Imagine computer memory as buckets, say you have 10 buckets in from of you.
if someone tells you to pick something up from bucket number 8, you will not first stick your hand into bucket 1 to 7. you would simply put your hand directly into bucket 8.
Arrays work the same way, in most languages map to some form of memory layout. so e.g. if you have an byte array of 10 that would be 10 sequential bytes.
other types could vary in size depending if the content is a value type/struct or if it is a reference type where the array would consist of pointers.
We assume that the memory is "Random Access Memory" (also known as RAM), not the tape or disk memory. In RAM you can access any address in constant time. See the corresponding wiki article for more information on how it works.
Also, elements of the array are stored sequentially. Say we want to store integers in Java which take up 4 bytes. If we wanted to look for kth element, we would directly look at start + 4 * k location in the memory.
You could implement an array in other ways as well. For example, you could implement the array with a linked list, in which case it would take O(n) time to access an element. But this is not how arrays are implemented typically.
No one here has explained why (IMO) in sufficient detail you can access it in O(1) time in detail, so I will try to:
As a note before I do, this is probably trivializing how complex the hardware in the computer has become, but hopefully it's something along the right path. You would cover this in a Computer Organization course that goes into the guts of the hardware.

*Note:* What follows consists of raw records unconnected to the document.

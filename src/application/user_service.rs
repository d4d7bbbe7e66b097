use uuid::Uuid;

use crate::domain::errors::DomainError;
use crate::domain::ports::UnitOfWork;
use crate::domain::user::{Identity, NewUser, User};

pub struct UserService<S> {
    store: S,
}

impl<S: UnitOfWork> UserService<S> {
    pub fn new(store: S) -> Self {
        Self { store }
    }

    pub fn register(&self, user: NewUser) -> Result<User, DomainError> {
        let user = user.validated()?;
        let created = self.store.transaction(|repos| repos.insert_user(user))?;
        log::info!("registered user {} as {}", created.id, created.role);
        Ok(created)
    }

    pub fn get(&self, id: Uuid) -> Result<User, DomainError> {
        self.store
            .transaction(|repos| repos.find_user(id))?
            .ok_or(DomainError::UserNotFound(id))
    }

    /// Removes the account together with its cart and orders.
    pub fn delete(&self, identity: &Identity, id: Uuid) -> Result<(), DomainError> {
        if !identity.can_manage(id) {
            return Err(DomainError::Forbidden(
                "cannot delete another user's account".to_string(),
            ));
        }
        if !self.store.transaction(|repos| repos.delete_user(id))? {
            return Err(DomainError::UserNotFound(id));
        }
        log::info!("user {id} deleted by {}", identity.user_id);
        Ok(())
    }
}
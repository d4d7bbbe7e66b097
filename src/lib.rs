pub mod application;
pub mod config;
pub mod db;
pub mod domain;
pub mod errors;
pub mod handlers;
pub mod infrastructure;
pub mod schema;

use actix_web::{middleware::Logger, web, App, HttpServer};
use diesel_migrations::{embed_migrations, EmbeddedMigrations, MigrationHarness};
use utoipa::OpenApi;
use utoipa_swagger_ui::SwaggerUi;

use application::cart_service::CartService;
use application::order_service::OrderService;
use application::product_service::ProductService;
use application::user_service::UserService;
use errors::AppError;
use handlers::ApiDoc;
pub use db::{create_pool, DbPool};
pub use infrastructure::Store;

pub const MIGRATIONS: EmbeddedMigrations = embed_migrations!("migrations");

/// Run any pending Diesel migrations against the pool's database.
pub fn run_migrations(pool: &DbPool) -> Result<(), Box<dyn std::error::Error + Send + Sync>> {
    let mut conn = pool.get()?;
    let applied = conn.run_pending_migrations(MIGRATIONS)?;
    log::info!("applied {} pending migrations", applied.len());
    Ok(())
}

/// Registers services, extractor error handlers and every API route.
pub fn configure(store: Store) -> impl FnOnce(&mut web::ServiceConfig) {
    move |cfg| {
        cfg.app_data(web::Data::new(OrderService::new(store.clone())))
            .app_data(web::Data::new(CartService::new(store.clone())))
            .app_data(web::Data::new(ProductService::new(store.clone())))
            .app_data(web::Data::new(UserService::new(store)))
            .app_data(web::JsonConfig::default().error_handler(|err, _| {
                AppError::BadRequest(err.to_string()).into()
            }))
            .app_data(web::PathConfig::default().error_handler(|err, _| {
                AppError::BadRequest(err.to_string()).into()
            }))
            .app_data(web::QueryConfig::default().error_handler(|err, _| {
                AppError::BadRequest(err.to_string()).into()
            }))
            .service(
                web::scope("/orders")
                    .route("", web::post().to(handlers::orders::place_order))
                    .route("", web::get().to(handlers::orders::list_orders))
                    .route("/{id}", web::get().to(handlers::orders::get_order))
                    .route("/{id}/status", web::patch().to(handlers::orders::update_status)),
            )
            .service(
                web::scope("/cart")
                    .route("", web::get().to(handlers::cart::get_cart))
                    .route("", web::post().to(handlers::cart::add_item))
                    .route("", web::delete().to(handlers::cart::clear_cart))
                    .route("/{product_id}", web::patch().to(handlers::cart::update_item))
                    .route("/{product_id}", web::delete().to(handlers::cart::remove_item)),
            )
            .service(
                web::scope("/products")
                    .route("", web::post().to(handlers::products::create_product))
                    .route("", web::get().to(handlers::products::list_products))
                    .route("/{id}", web::get().to(handlers::products::get_product))
                    .route("/{id}", web::patch().to(handlers::products::update_product)),
            )
            .service(
                web::scope("/users")
                    .route("", web::post().to(handlers::users::register))
                    .route("/{id}", web::get().to(handlers::users::get_user))
                    .route("/{id}", web::delete().to(handlers::users::delete_user)),
            );
    }
}

/// Build and return an actix-web `Server` bound to `host:port`.
///
/// The caller is responsible for `.await`-ing (or `tokio::spawn`-ing) the
/// returned server.
pub fn build_server(
    store: impl Into<Store>,
    host: &str,
    port: u16,
) -> std::io::Result<actix_web::dev::Server> {
    let store = store.into();
    let openapi = ApiDoc::openapi();
    Ok(HttpServer::new(move || {
        App::new()
            .wrap(Logger::default())
            .configure(configure(store.clone()))
            .service(
                SwaggerUi::new("/swagger-ui/{_:.*}").url("/api-docs/openapi.json", openapi.clone()),
            )
    })
    .bind((host.to_string(), port))?
    .run())
}
use diesel::pg::PgConnection;
use diesel::r2d2::{ConnectionManager, Pool, PoolError};

pub type DbPool = Pool<ConnectionManager<PgConnection>>;

pub fn create_pool(database_url: &str, max_size: u32) -> Result<DbPool, PoolError> {
    let manager = ConnectionManager::<PgConnection>::new(database_url);
    Pool::builder().max_size(max_size).build(manager)
}
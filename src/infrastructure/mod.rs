pub mod memory;
pub mod models;
pub mod pg_store;

use crate::domain::errors::DomainError;
use crate::domain::ports::{Repositories, UnitOfWork};

use self::memory::InMemoryStore;
use self::pg_store::DieselStore;

/// The backend the HTTP layer runs against.
#[derive(Clone)]
pub enum Store {
    Postgres(DieselStore),
    Memory(InMemoryStore),
}

impl UnitOfWork for Store {
    fn transaction<T, F>(&self, work: F) -> Result<T, DomainError>
    where
        F: FnOnce(&mut dyn Repositories) -> Result<T, DomainError>,
    {
        match self {
            Store::Postgres(store) => store.transaction(work),
            Store::Memory(store) => store.transaction(work),
        }
    }
}

impl From<DieselStore> for Store {
    fn from(store: DieselStore) -> Self {
        Store::Postgres(store)
    }
}

impl From<InMemoryStore> for Store {
    fn from(store: InMemoryStore) -> Self {
        Store::Memory(store)
    }
}
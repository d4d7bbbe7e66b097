use std::io;

use dotenvy::dotenv;
use marketplace_orders::config::Config;
use marketplace_orders::infrastructure::pg_store::DieselStore;
use marketplace_orders::{build_server, create_pool, run_migrations};

#[actix_web::main]
async fn main() -> io::Result<()> {
    dotenv().ok();
    env_logger::init_from_env(env_logger::Env::default().default_filter_or("info"));

    let config = Config::from_env().map_err(io::Error::other)?;

    let pool = create_pool(&config.database_url, config.pool_size).map_err(io::Error::other)?;
    run_migrations(&pool).map_err(io::Error::other)?;

    log::info!(
        "Starting server at http://{}:{} (pool size {})",
        config.host,
        config.port,
        config.pool_size
    );

    build_server(DieselStore::new(pool), &config.host, config.port)?.await
}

When you have circuits, the voltage passed through the computer propagates very fast, and the results that come back depends on the pulse of the clock. Take this diagram for example:
https://upload.wikimedia.org/wikipedia/commons/3/3d/Square_array_of_mosfet_cells_read.png
The following is missing parts that you would learn properly from a textbook or course (or online), but omission of those details should still leave you with sufficient enough of a high level overview for a rough idea of how this works:
The address you send as bits will go up the left side of the image, and based on the address size you send, the voltage will be properly sent to the proper memory cell that has the data you want. Upon the cell receiving voltage, it will then emit the value back down to the bottom (which also is basically instant), and now you've read the 'value stored in memory' since the data you want has arrived. Because of how fast voltage travels, you pretty much almost instantly get the result due to the speed of voltage change in circuits. This means it does not depend on traversing the elements before it since you can just go to it, which is the idea behind RAM. The bottleneck comes from the clock pulse with the latches, which when you take a computer organization course you will see what we do and why we do it.
This is why we consider it doable in O(1) time.

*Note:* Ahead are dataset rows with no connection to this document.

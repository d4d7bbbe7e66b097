use uuid::Uuid;

use crate::domain::errors::DomainError;
use crate::domain::order::{OrderDraft, OrderLineInput, OrderView};
use crate::domain::ports::Repositories;

/// Turns the user's cart into a pending order.
///
/// Must run inside a single transaction: every step below either commits
/// together with the others or not at all. Product rows are locked in
/// ascending id order so overlapping checkouts always acquire them in the
/// same sequence.
pub fn place_order(repos: &mut dyn Repositories, user_id: Uuid) -> Result<OrderView, DomainError> {
    // 1. Snapshot the cart; its rows stay locked until commit.
    let mut lines = repos.lock_lines(user_id)?;
    if lines.is_empty() {
        return Err(DomainError::EmptyCart);
    }
    lines.sort_by_key(|line| line.product_id);

    // 2. Validate every line before touching anything.
    let mut priced = Vec::with_capacity(lines.len());
    for line in &lines {
        let product = repos
            .lock(line.product_id)?
            .filter(|product| product.is_active)
            .ok_or(DomainError::ProductUnavailable {
                product_id: line.product_id,
            })?;

        if product.stock < line.quantity {
            return Err(DomainError::InsufficientStock {
                product_id: product.id,
                available: product.stock,
                requested: line.quantity,
            });
        }

        priced.push(OrderLineInput {
            product_id: product.id,
            quantity: line.quantity,
            unit_price: product.price,
        });
    }

    // 3. Price the order.
    let draft = OrderDraft::new(user_id, priced)?;

    // 4. Debit stock.
    for line in draft.lines() {
        repos.debit_stock(line.product_id, line.quantity)?;
    }

    // 5. Persist header and lines.
    let order = repos.insert_order(&draft)?;

    // 6. Drop exactly the lines that were ordered.
    let ordered: Vec<Uuid> = lines.iter().map(|line| line.id).collect();
    repos.remove_lines(user_id, &ordered)?;

    Ok(order)
}

#[cfg(test)]
mod tests {
    use super::*;
    use crate::application::fixtures::{dec, Fixture};
    use crate::domain::ports::UnitOfWork;

    #[test]
    fn scenario_two_products_totals_and_debits() {
        let fx = Fixture::new();
        let buyer = fx.buyer();
        let a = fx.product("10.00", 5);
        let b = fx.product("5.00", 5);
        fx.add_to_cart(buyer, a, 2);
        fx.add_to_cart(buyer, b, 1);

        let order = fx
            .store
            .transaction(|repos| place_order(repos, buyer))
            .expect("checkout succeeds");

        assert_eq!(order.total_amount, dec("25.00"));
        assert_eq!(order.lines.len(), 2);
        let state = fx.store.snapshot();
        assert_eq!(state.product(a).unwrap().stock, 3);
        assert_eq!(state.product(b).unwrap().stock, 4);
        assert_eq!(state.cart_len(buyer), 0);
    }

    #[test]
    fn lines_are_sorted_by_product_id() {
        let fx = Fixture::new();
        let buyer = fx.buyer();
        let mut products: Vec<Uuid> = (0..4).map(|_| fx.product("1.00", 10)).collect();
        for p in products.iter().rev() {
            fx.add_to_cart(buyer, *p, 1);
        }

        let order = fx
            .store
            .transaction(|repos| place_order(repos, buyer))
            .expect("checkout succeeds");

        products.sort();
        let ordered: Vec<Uuid> = order.lines.iter().map(|l| l.product_id).collect();
        assert_eq!(ordered, products);
    }

    #[test]
    fn empty_cart_is_rejected() {
        let fx = Fixture::new();
        let buyer = fx.buyer();

        let err = fx
            .store
            .transaction(|repos| place_order(repos, buyer))
            .unwrap_err();

        assert!(matches!(err, DomainError::EmptyCart));
        assert_eq!(fx.store.snapshot().order_count(), 0);
    }

    #[test]
    fn one_short_line_fails_the_whole_checkout() {
        let fx = Fixture::new();
        let buyer = fx.buyer();
        let plenty = fx.product("2.00", 50);
        let scarce = fx.product("3.00", 3);
        fx.add_to_cart(buyer, plenty, 5);
        fx.add_to_cart(buyer, scarce, 2);
        fx.set_stock(scarce, 1);

        let err = fx
            .store
            .transaction(|repos| place_order(repos, buyer))
            .unwrap_err();

        match err {
            DomainError::InsufficientStock {
                product_id,
                available,
                requested,
            } => {
                assert_eq!(product_id, scarce);
                assert_eq!(available, 1);
                assert_eq!(requested, 2);
            }
            other => panic!("unexpected error: {other:?}"),
        }
        let state = fx.store.snapshot();
        assert_eq!(state.product(plenty).unwrap().stock, 50);
        assert_eq!(state.product(scarce).unwrap().stock, 1);
        assert_eq!(state.cart_len(buyer), 2);
        assert_eq!(state.order_count(), 0);
    }

    #[test]
    fn inactive_product_is_unavailable() {
        let fx = Fixture::new();
        let buyer = fx.buyer();
        let product = fx.product("2.00", 5);
        fx.add_to_cart(buyer, product, 1);
        fx.deactivate(product);

        let err = fx
            .store
            .transaction(|repos| place_order(repos, buyer))
            .unwrap_err();

        assert!(matches!(
            err,
            DomainError::ProductUnavailable { product_id } if product_id == product
        ));
        assert_eq!(fx.store.snapshot().product(product).unwrap().stock, 5);
    }

    #[test]
    fn oversized_total_is_rejected_before_debiting() {
        let fx = Fixture::new();
        let buyer = fx.buyer();
        let product = fx.product("60000000.00", 5);
        fx.add_to_cart(buyer, product, 2);

        let err = fx
            .store
            .transaction(|repos| place_order(repos, buyer))
            .unwrap_err();

        assert!(matches!(err, DomainError::InvalidInput(_)));
        let state = fx.store.snapshot();
        assert_eq!(state.product(product).unwrap().stock, 5);
        assert_eq!(state.cart_len(buyer), 1);
        assert_eq!(state.order_count(), 0);
    }

    #[test]
    fn failed_commit_leaves_no_trace() {
        let fx = Fixture::new();
        let buyer = fx.buyer();
        let product = fx.product("4.00", 5);
        fx.add_to_cart(buyer, product, 2);

        fx.store.fail_next_commit();
        let err = fx
            .store
            .transaction(|repos| place_order(repos, buyer))
            .unwrap_err();

        assert!(matches!(err, DomainError::TransactionConflict));
        let state = fx.store.snapshot();
        assert_eq!(state.product(product).unwrap().stock, 5);
        assert_eq!(state.cart_len(buyer), 1);
        assert_eq!(state.order_count(), 0);
    }
}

Now an Operating Systems and Computer Organization course would show you all about how this is connected under the hood, why its way more complex than what I've written (and what might not even be that accurate anymore), but hopefully gives you an intuition as to why we can do it in constant time.

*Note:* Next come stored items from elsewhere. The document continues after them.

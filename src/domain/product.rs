use bigdecimal::BigDecimal;
use chrono::{DateTime, Utc};
use uuid::Uuid;

use super::errors::DomainError;
use super::money::{exceeds_max, format_money, is_positive, max_amount, to_cents};

pub const MAX_NAME_LEN: usize = 100;
pub const MAX_DESCRIPTION_LEN: usize = 500;

#[derive(Debug, Clone, PartialEq)]
pub struct Product {
    pub id: Uuid,
    pub seller_id: Uuid,
    pub name: String,
    pub description: Option<String>,
    pub price: BigDecimal,
    pub stock: i32,
    pub is_active: bool,
    pub created_at: DateTime<Utc>,
    pub updated_at: DateTime<Utc>,
}

#[derive(Debug, Clone)]
pub struct NewProduct {
    pub seller_id: Uuid,
    pub name: String,
    pub description: Option<String>,
    pub price: BigDecimal,
    pub stock: i32,
    pub is_active: bool,
}

impl NewProduct {
    /// Checks field constraints and normalizes the price to cents.
    pub fn validated(mut self) -> Result<Self, DomainError> {
        validate_name(&self.name)?;
        if let Some(description) = &self.description {
            validate_description(description)?;
        }
        self.price = validate_price(&self.price)?;
        validate_stock(self.stock)?;
        Ok(self)
    }
}

/// Partial update; `None` leaves the field untouched.
#[derive(Debug, Clone, Default)]
pub struct ProductChanges {
    pub name: Option<String>,
    pub description: Option<String>,
    pub price: Option<BigDecimal>,
    pub stock: Option<i32>,
    pub is_active: Option<bool>,
}

impl ProductChanges {
    pub fn validated(mut self) -> Result<Self, DomainError> {
        if let Some(name) = &self.name {
            validate_name(name)?;
        }
        if let Some(description) = &self.description {
            validate_description(description)?;
        }
        self.price = self.price.as_ref().map(validate_price).transpose()?;
        if let Some(stock) = self.stock {
            validate_stock(stock)?;
        }
        Ok(self)
    }

    pub fn is_empty(&self) -> bool {
        self.name.is_none()
            && self.description.is_none()
            && self.price.is_none()
            && self.stock.is_none()
            && self.is_active.is_none()
    }
}

fn validate_name(name: &str) -> Result<(), DomainError> {
    let trimmed = name.trim();
    if trimmed.is_empty() || trimmed.chars().count() > MAX_NAME_LEN {
        return Err(DomainError::InvalidInput(format!(
            "product name must be 1 to {MAX_NAME_LEN} characters"
        )));
    }
    Ok(())
}

fn validate_description(description: &str) -> Result<(), DomainError> {
    if description.chars().count() > MAX_DESCRIPTION_LEN {
        return Err(DomainError::InvalidInput(format!(
            "product description must be at most {MAX_DESCRIPTION_LEN} characters"
        )));
    }
    Ok(())
}

/// Returns the price rounded to cents; the rounded value is what gets checked.
fn validate_price(price: &BigDecimal) -> Result<BigDecimal, DomainError> {
    let cents = to_cents(price);
    if !is_positive(&cents) {
        return Err(DomainError::InvalidInput(
            "price must be at least 0.01".to_string(),
        ));
    }
    if exceeds_max(&cents) {
        return Err(DomainError::InvalidInput(format!(
            "price must be at most {}",
            format_money(&max_amount())
        )));
    }
    Ok(cents)
}

fn validate_stock(stock: i32) -> Result<(), DomainError> {
    if stock < 0 {
        return Err(DomainError::InvalidInput(
            "stock must not be negative".to_string(),
        ));
    }
    Ok(())
}

#[cfg(test)]
mod tests {
    use std::str::FromStr;

    use super::*;

    fn new_product(price: &str, stock: i32) -> NewProduct {
        NewProduct {
            seller_id: Uuid::new_v4(),
            name: "Kettle".to_string(),
            description: None,
            price: BigDecimal::from_str(price).expect("valid decimal"),
            stock,
            is_active: true,
        }
    }

    #[test]
    fn accepts_valid_product_and_normalizes_price() {
        let product = new_product("9.9", 3).validated().expect("valid");
        assert_eq!(product.price.to_string(), "9.90");
    }

    #[test]
    fn rejects_zero_price() {
        assert!(matches!(
            new_product("0", 3).validated(),
            Err(DomainError::InvalidInput(_))
        ));
    }

    #[test]
    fn rejects_price_that_rounds_to_zero() {
        assert!(matches!(
            new_product("0.004", 5).validated(),
            Err(DomainError::InvalidInput(_))
        ));
        let product = new_product("0.005", 5).validated().expect("rounds up to a cent");
        assert_eq!(product.price.to_string(), "0.01");
    }

    #[test]
    fn rejects_price_above_column_limit() {
        let product = new_product("99999999.99", 1).validated().expect("at the limit");
        assert_eq!(product.price.to_string(), "99999999.99");
        assert!(new_product("1000000000", 1).validated().is_err());
        // 99999999.995 rounds up past the limit
        assert!(new_product("99999999.995", 1).validated().is_err());

        let changes = ProductChanges {
            price: Some(BigDecimal::from_str("0.001").expect("valid decimal")),
            ..Default::default()
        };
        assert!(changes.validated().is_err());
    }

    #[test]
    fn rejects_negative_stock() {
        assert!(new_product("1.00", -1).validated().is_err());
    }

    #[test]
    fn rejects_blank_name() {
        let mut product = new_product("1.00", 1);
        product.name = "   ".to_string();
        assert!(product.validated().is_err());
    }

    #[test]
    fn changes_validate_only_present_fields() {
        let changes = ProductChanges {
            stock: Some(0),
            ..Default::default()
        };
        assert!(changes.validated().is_ok());

        let changes = ProductChanges {
            price: Some(BigDecimal::from(-5)),
            ..Default::default()
        };
        assert!(changes.validated().is_err());
        assert!(ProductChanges::default().is_empty());
    }
}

Since complexity notation hides the constants under the hood (which from the above, we can assume it's constant time to go to any offset in memory), it then would make sense that we can jump to any array offset in O(1) time from a high level point of view -- which is what complexity analysis aims to do for us -- compared to. This is also why we don't need to traverse over every element in memory to get where we want, which as you said is O(n).
Assuming the data structure you are talking about is a vector/array, you can easily reach index 'x' by incrementing whatever you use to iterate over it.
Say you have a vector of struct "A" where A occupies 20bytes, say you want to get to index 28 and you know the vector starts at memory location 'x', than you simply need to go to x + 20 bytes and that is your element.
With a data structure like a list the lookup time will be O(n) since its not continously assigned you have to jump from pointer to pointer.
With a binary tree its O(log2(n)) ... etc
So the answer here is that it depend on your structure. I would recommend reading some books about fundamental data structures, those might help you greatly in gaining more theoretical understanding of the various concepts you are using.
I was recently posed a simple question to which I responded with an unusual answer. I suspect my answer was particularly bad but am not certain what the performance characteristics truly would be.
Suppose you are given inputs each in the form of a hash code (just a bunch of bits.) Uniquely corresponding to each hash code is an integer value which you would like to return. Your system knows the most likely queries and caches them in memory. For the remaining, less frequent lookups you will have to access a hard drive (disk I/O.) There exists a least recently used policy to replace the cache in memory but that shouldn't be terribly important here.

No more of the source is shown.